Het gebruik van dierlijke mest wordt als noodzakelijk of onmisbaar beschouwd in de bio-landbouw. De lesgevers zeiden dat kweken zonder dierlijke mest onmogelijk is, omdat de bodem niet genoeg nutriënten zou krijgen, maar ondertussen weet ik wel beter, zegt Bert. Een perfect gezonde bodem is wel degelijk mogelijk, hij stelt dat hij zelfs een gezondere bodem bekomt door geen dierlijke mest te gebruiken. Het is misschien wel een grotere uitdaging, omdat plantaardige meststoffen trager werken. Maar je moet op langere termijn denken. Dierlijke mest en zeker varkensmest werkt veel sneller. Maar dierlijke mest is in essentie ook gewoon plantaardige producten die door de ingewanden van de dieren zijn gegaan. Ze zijn dus al gedeeltelijk verwerkt, waardoor dat misschien makkelijker wordt afgebroken door het bodemleven. Dus rechtstreeks plantaardig materiaal werkt misschien iets trager omdat het nog meer moet afgebroken worden. Je moet meer op langere termijn werken aan je bodem.

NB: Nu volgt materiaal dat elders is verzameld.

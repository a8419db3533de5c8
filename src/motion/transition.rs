use std::time::Duration;

/// A single delayed, fixed-length animation driven by UI ticks.
///
/// Nothing here touches the clock: callers feed elapsed time through
/// [`Transition::advance`], which keeps animations deterministic under test.
#[derive(Debug, Clone, PartialEq)]
pub struct Transition {
    delay: Duration,
    duration: Duration,
    elapsed: Duration,
}

impl Transition {
    pub fn new(duration: Duration) -> Self {
        Self {
            delay: Duration::ZERO,
            duration,
            elapsed: Duration::ZERO,
        }
    }

    pub fn with_delay(mut self, delay: Duration) -> Self {
        self.delay = delay;
        self
    }

    /// A transition that has already run to completion.
    pub fn completed() -> Self {
        Self::new(Duration::ZERO)
    }

    /// Advance by `dt`. Returns `true` while the transition still needs frames.
    pub fn advance(&mut self, dt: Duration) -> bool {
        if self.is_done() {
            return false;
        }
        self.elapsed = (self.elapsed + dt).min(self.delay + self.duration);
        true
    }

    pub fn is_started(&self) -> bool {
        self.elapsed >= self.delay
    }

    pub fn is_done(&self) -> bool {
        self.elapsed >= self.delay + self.duration
    }

    /// Eased progress in `0.0..=1.0`; zero until the delay has passed.
    pub fn progress(&self) -> f32 {
        if self.is_done() {
            return 1.0;
        }
        if self.elapsed < self.delay {
            return 0.0;
        }
        let t = (self.elapsed - self.delay).as_secs_f32() / self.duration.as_secs_f32();
        ease_out(t.clamp(0.0, 1.0))
    }
}

fn ease_out(t: f32) -> f32 {
    1.0 - (1.0 - t) * (1.0 - t)
}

De lesgevers zeiden dat kweken zonder dierlijke mest onmogelijk is, omdat de bodem niet genoeg nutriënten zou krijgen, maar ondertussen weet ik wel beter, zegt Bert.

Bert verwijst naar het boek Growing Green’ van Jenny Hall en Iain Tolhurst. Het feit is dat dieren niet in staat zijn om plantaardige vruchtbaarheid op te bouwen. Daar zijn enkel planten zelf toe in staat. De vruchtbaarheid die onmiskenbaar in de dierlijke mest en slachtafval (i.e. bloedmeel, beendermeel, …) aanwezig is, is daar enkel doordat deze dieren zich met planten voeden. Dieren (waaronder ook wij mensen natuurlijk) zijn eigenlijk netto vernietigers van de voedselenergie die in hun plantaardig voedsel zit. Een deel van de energie wordt opgeslagen/omgezet in vlees, melk, uitwerpselen, … maar het grootste deel ervan gaat verloren in het metabolisme en de vertering.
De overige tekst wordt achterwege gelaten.